SILVERTON - Oregon's "highest-in-the-nation" minimum wage continues to raise wages for former welfare recipients and other low-wage workers without harming their employment opportunities, according to a new study by the Oregon Center for Public Policy (OCPP).

The 1996 voter-enacted increase was fully phased-in last January, and data through the first quarter of 1999 show it has reversed years of declining wages for welfare recipients and other low-wage workers.

The Oregon minimum wage increased from $4.75 per hour to $5.50 per hour on Jan. 1, 1997, and to $6 on Jan. 1, 1998. The final phase of the wage increase was implemented on Jan. 1, 1999, raising the minimum to $6.50 per hour. The OCPP study documents that:

* Workers at the 10th percentile of the wage distribution (90 percent of workers had higher earnings) experienced a 15.5 percent increase in their wages, after adjusting for inflation, in the two years following the minimum wage increase. These workers' wages had fallen 7.5 percent between 1994 and 1996, prior to the first minimum wage increase.

* Over 150,000 workers that had been earning less than $6.50 before 1999 have now been lifted up to and above the new minimum wage level.

* Real hourly starting wages for former welfare recipients rose to $7.23 in the first quarter of 1999, nearly a 2 percent increase over 1998, bringing the starting wage back up to pre-1994 levels.

* As many as one-half of the welfare recipients moving to work at the end of 1998 likely received a raise because of the 1999 minimum wage increase.

* The employment rate for young workers with low education levels grew faster than the rate for the workforce as a whole subsequent to the minimum wage increase. "The study shows that the rising minimum wage has clearly brought much-needed raises to Oregon's low-wage workers," noted Jeff Thompson, an economist with the Oregon Center for Public Policy and author of the study. "The minimum wage increase is good for working families and is good for Oregon."

According to the study, none of the evidence indicates that employment opportunities have been harmed.

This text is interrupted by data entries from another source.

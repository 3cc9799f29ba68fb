//! Pointer input and gesture recognition for deck presentations

pub mod gesture_constants;
pub mod gestures;
mod pointer;
pub mod velocity_tracker;

pub use gesture_constants::*;
pub use gestures::{
    GestureState, PanGestureRecognizer, RecognizerId, SimultaneousRecognitionPolicy,
};
pub use pointer::{uptime_millis, PointerEvent, PointerEventKind, PointerId, PointerPhase};
pub use velocity_tracker::{VelocityTracker, VelocityTracker1D};

pub mod prelude {
    pub use crate::gestures::{GestureState, PanGestureRecognizer, RecognizerId};
    pub use crate::pointer::{PointerEvent, PointerEventKind, PointerPhase};
}
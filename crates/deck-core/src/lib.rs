//! Single-threaded runtime for deck presentations.
//!
//! Frame callbacks, shared handles and named notifications. Everything
//! here assumes one logical UI thread.

mod frame_clock;
mod notification;
mod platform;
mod runtime;
mod shared;

pub use frame_clock::{FrameCallbackRegistration, FrameClock};
pub use notification::{NotificationCenter, NotificationName, ObserverId, Subscription};
pub use platform::RuntimeScheduler;
pub use runtime::{DefaultScheduler, FrameCallbackId, Runtime, RuntimeHandle};
pub use shared::{Shared, WeakShared};

#[cfg(feature = "std-hash")]
pub mod collections {
    pub mod map {
        pub use std::collections::{HashMap, HashSet};
    }
}

#[cfg(not(feature = "std-hash"))]
pub mod collections {
    pub mod map {
        pub use rustc_hash::{FxHashMap as HashMap, FxHashSet as HashSet};
    }
}

pub mod prelude {
    pub use crate::frame_clock::FrameClock;
    pub use crate::runtime::{Runtime, RuntimeHandle};
    pub use crate::shared::{Shared, WeakShared};
}
//! Velocity tracking for pan gestures.
//!
//! Impulse strategy: velocity is derived from the kinetic energy imparted by
//! successive samples, which is robust against jittery touch input.

use deck_ui_graphics::Point;

const HISTORY_SIZE: usize = 20;

/// Only samples within this window contribute.
const HORIZON_MS: i64 = 100;

/// A gap this long between samples means the pointer stopped.
pub const ASSUME_STOPPED_MS: i64 = 40;

#[derive(Clone, Copy, Default)]
struct Sample {
    time_ms: i64,
    position: f32,
}

/// 1D velocity tracker over absolute positions.
#[derive(Clone)]
pub struct VelocityTracker1D {
    samples: [Option<Sample>; HISTORY_SIZE],
    index: usize,
}

impl Default for VelocityTracker1D {
    fn default() -> Self {
        Self::new()
    }
}

impl VelocityTracker1D {
    pub fn new() -> Self {
        Self {
            samples: [None; HISTORY_SIZE],
            index: 0,
        }
    }

    pub fn add_data_point(&mut self, time_ms: i64, position: f32) {
        self.index = (self.index + 1) % HISTORY_SIZE;
        self.samples[self.index] = Some(Sample { time_ms, position });
    }

    /// Velocity in units per second; 0.0 without enough recent samples.
    pub fn calculate_velocity(&self) -> f32 {
        let Some(newest) = self.samples[self.index] else {
            return 0.0;
        };

        // Walk backwards from the newest sample, collecting (age, position).
        let mut positions = [0.0f32; HISTORY_SIZE];
        let mut times = [0.0f32; HISTORY_SIZE];
        let mut count = 0;
        let mut cursor = self.index;
        let mut previous_time = newest.time_ms;

        while let Some(sample) = self.samples[cursor] {
            let age = newest.time_ms - sample.time_ms;
            let gap = (previous_time - sample.time_ms).abs();
            if age > HORIZON_MS || gap > ASSUME_STOPPED_MS {
                break;
            }
            previous_time = sample.time_ms;
            positions[count] = sample.position;
            times[count] = -(age as f32);
            count += 1;
            if count >= HISTORY_SIZE {
                break;
            }
            cursor = (cursor + HISTORY_SIZE - 1) % HISTORY_SIZE;
        }

        if count < 2 {
            return 0.0;
        }
        impulse_velocity(&positions[..count], &times[..count]) * 1000.0
    }

    pub fn calculate_velocity_with_max(&self, max_velocity: f32) -> f32 {
        if !max_velocity.is_finite() || max_velocity <= 0.0 {
            return 0.0;
        }
        let velocity = self.calculate_velocity();
        if velocity.is_nan() {
            return 0.0;
        }
        velocity.clamp(-max_velocity, max_velocity)
    }

    pub fn reset(&mut self) {
        self.samples = [None; HISTORY_SIZE];
        self.index = 0;
    }
}

/// Samples are ordered newest first; times are non-positive ages in ms.
fn impulse_velocity(positions: &[f32], times: &[f32]) -> f32 {
    let oldest = positions.len() - 1;
    let mut work = 0.0f32;
    for i in (1..=oldest).rev() {
        let dt = times[i - 1] - times[i];
        if dt == 0.0 {
            continue;
        }
        let v_curr = (positions[i - 1] - positions[i]) / dt;
        let v_prev = energy_to_velocity(work);
        work += (v_curr - v_prev) * v_curr.abs();
        if i == oldest {
            work *= 0.5;
        }
    }
    energy_to_velocity(work)
}

/// E = 0.5 * v^2 with unit mass.
#[inline]
fn energy_to_velocity(energy: f32) -> f32 {
    energy.signum() * (2.0 * energy.abs()).sqrt()
}

/// Tracks both axes of a pointer.
#[derive(Clone, Default)]
pub struct VelocityTracker {
    x: VelocityTracker1D,
    y: VelocityTracker1D,
}

impl VelocityTracker {
    pub fn add_position(&mut self, time_ms: i64, position: Point) {
        self.x.add_data_point(time_ms, position.x);
        self.y.add_data_point(time_ms, position.y);
    }

    pub fn velocity(&self, max_velocity: f32) -> Point {
        Point::new(
            self.x.calculate_velocity_with_max(max_velocity),
            self.y.calculate_velocity_with_max(max_velocity),
        )
    }

    pub fn reset(&mut self) {
        self.x.reset();
        self.y.reset();
    }
}

#[cfg(test)]
#[path = "tests/velocity_tracker_tests.rs"]
mod tests;
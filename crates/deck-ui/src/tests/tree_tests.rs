use super::*;
use deck_ui_graphics::{EdgeInsets, Size};

fn window() -> (ViewTree, ViewId) {
    let mut tree = ViewTree::new();
    let root = tree.create_view("window", Rect::new(0.0, 0.0, 320.0, 480.0));
    (tree, root)
}

#[test]
fn add_subview_appends_in_front() {
    let (mut tree, root) = window();
    let a = tree.create_view("a", Rect::default());
    let b = tree.create_view("b", Rect::default());
    tree.add_subview(root, a).unwrap();
    tree.add_subview(root, b).unwrap();

    assert_eq!(tree.subviews(root), &[a, b]);
    assert_eq!(tree.superview(a), Some(root));
}

#[test]
fn insert_below_places_view_behind_sibling() {
    let (mut tree, root) = window();
    let front = tree.create_view("front", Rect::default());
    let back = tree.create_view("back", Rect::default());
    tree.add_subview(root, front).unwrap();
    tree.insert_subview_below(back, front).unwrap();

    assert_eq!(tree.subviews(root), &[back, front]);
}

#[test]
fn insert_below_detached_sibling_fails() {
    let (mut tree, _root) = window();
    let loose = tree.create_view("loose", Rect::default());
    let other = tree.create_view("other", Rect::default());

    assert_eq!(
        tree.insert_subview_below(other, loose),
        Err(ViewError::NoSuperview { id: loose })
    );
}

#[test]
fn reparenting_moves_view() {
    let (mut tree, root) = window();
    let container = tree.create_view("container", Rect::default());
    let child = tree.create_view("child", Rect::default());
    tree.add_subview(root, container).unwrap();
    tree.add_subview(root, child).unwrap();
    tree.add_subview(container, child).unwrap();

    assert_eq!(tree.subviews(root), &[container]);
    assert_eq!(tree.subviews(container), &[child]);
}

#[test]
fn cycles_are_rejected() {
    let (mut tree, root) = window();
    let child = tree.create_view("child", Rect::default());
    tree.add_subview(root, child).unwrap();

    assert_eq!(
        tree.add_subview(child, root),
        Err(ViewError::WouldCreateCycle {
            parent: child,
            child: root
        })
    );
}

#[test]
fn destroy_removes_subtree_and_its_constraints() {
    let (mut tree, root) = window();
    let container = tree.create_view("container", Rect::default());
    let inner = tree.create_view("inner", Rect::default());
    tree.add_subview(root, container).unwrap();
    tree.add_subview(container, inner).unwrap();
    tree.add_active_constraint(LayoutConstraint::PinEdges {
        view: inner,
        to: container,
        insets: EdgeInsets::ZERO,
    });

    assert_eq!(tree.destroy(container), Ok(2));
    assert!(!tree.contains(inner));
    assert!(tree.subviews(root).is_empty());
    assert!(tree.constraints().is_empty());
}

#[test]
fn destroying_mask_clears_reference() {
    let (mut tree, root) = window();
    let masked = tree.create_view("masked", Rect::default());
    let mask = tree.create_view("mask", Rect::default());
    tree.add_subview(root, masked).unwrap();
    tree.node_mut(masked).unwrap().mask = Some(mask);

    tree.destroy(mask).unwrap();

    assert_eq!(tree.node(masked).unwrap().mask, None);
}

#[test]
fn remove_all_subviews_destroys_children() {
    let (mut tree, root) = window();
    for _ in 0..3 {
        let child = tree.create_view("child", Rect::default());
        tree.add_subview(root, child).unwrap();
    }

    assert_eq!(tree.remove_all_subviews(root), Ok(3));
    assert_eq!(tree.len(), 1);
}

#[test]
fn missing_views_report_errors() {
    let (mut tree, root) = window();
    let gone = tree.create_view("gone", Rect::default());
    tree.destroy(gone).unwrap();

    assert_eq!(tree.node(gone).err(), Some(ViewError::Missing { id: gone }));
    assert_eq!(
        tree.add_subview(root, gone),
        Err(ViewError::Missing { id: gone })
    );
}

#[test]
fn convert_rect_between_siblings() {
    let (mut tree, root) = window();
    let a = tree.create_view("a", Rect::new(10.0, 20.0, 100.0, 100.0));
    let b = tree.create_view("b", Rect::new(0.0, 100.0, 100.0, 100.0));
    tree.add_subview(root, a).unwrap();
    tree.add_subview(root, b).unwrap();

    let converted = tree
        .convert_rect(Rect::new(0.0, 0.0, 5.0, 5.0), a, b)
        .unwrap();
    assert_eq!(converted, Rect::new(10.0, -80.0, 5.0, 5.0));
}

#[test]
fn layout_pins_children_to_parent() {
    let (mut tree, root) = window();
    let container = tree.create_view("container", Rect::default());
    let child = tree.create_view("child", Rect::default());
    tree.add_subview(root, container).unwrap();
    tree.add_subview(container, child).unwrap();
    tree.add_active_constraint(LayoutConstraint::PinEdges {
        view: container,
        to: root,
        insets: EdgeInsets::vertical(40.0),
    });
    tree.add_active_constraint(LayoutConstraint::PinEdges {
        view: child,
        to: container,
        insets: EdgeInsets::ZERO,
    });

    assert_eq!(tree.layout_if_needed(), 2);
    assert_eq!(tree.frame(container), Some(Rect::new(0.0, 40.0, 320.0, 400.0)));
    assert_eq!(tree.frame(child), Some(Rect::new(0.0, 0.0, 320.0, 400.0)));
    assert!(!tree.needs_layout());
    assert_eq!(tree.layout_if_needed(), 0);
}

#[test]
fn swapping_aspect_constraints_updates_width() {
    let (mut tree, root) = window();
    let view = tree.create_view("view", Rect::new(0.0, 0.0, 100.0, 200.0));
    tree.add_subview(root, view).unwrap();
    let half = tree.add_active_constraint(LayoutConstraint::AspectRatio {
        view,
        ratio: 0.5,
    });
    tree.layout_if_needed();
    assert_eq!(tree.frame(view).map(|f| f.size()), Some(Size::new(100.0, 200.0)));

    tree.deactivate_constraint(half).unwrap();
    tree.add_active_constraint(LayoutConstraint::AspectRatio { view, ratio: 1.0 });
    tree.layout_if_needed();
    assert_eq!(tree.frame(view).map(|f| f.width), Some(200.0));
}

#[test]
fn snapshot_matches_source_bounds_and_counts_captures() {
    let (mut tree, root) = window();
    let source = tree.create_view("source", Rect::new(0.0, 20.0, 320.0, 460.0));
    tree.add_subview(root, source).unwrap();

    let before = tree.content_generation();
    let snapshot = tree.snapshot_view(source, true).unwrap();
    let node = tree.node(snapshot).unwrap();

    assert_eq!(node.frame, Rect::new(0.0, 0.0, 320.0, 460.0));
    assert_eq!(node.parent(), None);
    assert_eq!(
        node.content,
        ViewContent::Snapshot {
            source,
            generation: before + 1
        }
    );
    assert_eq!(tree.snapshot_captures(), 1);

    tree.snapshot_view(source, false).unwrap();
    assert_eq!(tree.snapshot_captures(), 2);
    assert_eq!(tree.content_generation(), before + 1);
}

#[test]
fn recognizers_attach_once() {
    let (mut tree, root) = window();
    let id = RecognizerId::next();
    tree.attach_recognizer(root, id).unwrap();
    tree.attach_recognizer(root, id).unwrap();
    assert_eq!(tree.node(root).unwrap().recognizers(), &[id]);

    tree.detach_recognizer(root, id);
    assert!(tree.node(root).unwrap().recognizers().is_empty());
}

Employment rates have risen for young workers with low levels of education and placement rates of welfare recipients have gone up since the minimum wage was increased in 1997.

To help determine the effectiveness of the state's welfare reform program, state welfare officials monitor the starting wages of parents who go to work and leave welfare.

"Until the minimum wage increased in 1997, welfare reform in Oregon was a part of the problem of declining wages for low-wage workers," said Thompson.

The report also notes that during the time of declining wages, the welfare agency changed its focus from providing education and training to pushing untrained welfare recipients into the workforce with a "work attachment" or "work-first" model.

According to Thompson, "despite any downward pressure that the work first approach to welfare reform may have had on wages, welfare recipients moving to work have clearly experienced real wage growth in the years following Oregon's minimum wage increase, reversing previous trends."

By studying workers at the 15th percentile with wages 50 cents above the 1998 minimum wage level, the OCPP study also documented that the minimum wage increase did not just help minimum wage earners. "The study gives further credence to the argument that a minimum wage increase has a ripple effect, raising the wages of workers with earnings modestly above the minimum wage," said Thompson.

"As legislatures around the country, voters, and members of Congress consider proposals to raise the minimum wage, they can look to Oregon to see that raising the minimum wage helps make work pay for parents seeking to leave welfare and to support their families," said Thompson.

"Oregon's congressional delegation, legislators, and welfare officials can proudly tell their colleagues from other states to look to Oregon's minimum wage as an example of how to make welfare reform work," he said.

The Oregon Center for Public Policy is a non-profit research organization that analyzes budget, tax, and program issues important to low- to moderate-income Oregonians, the majority of Oregonians.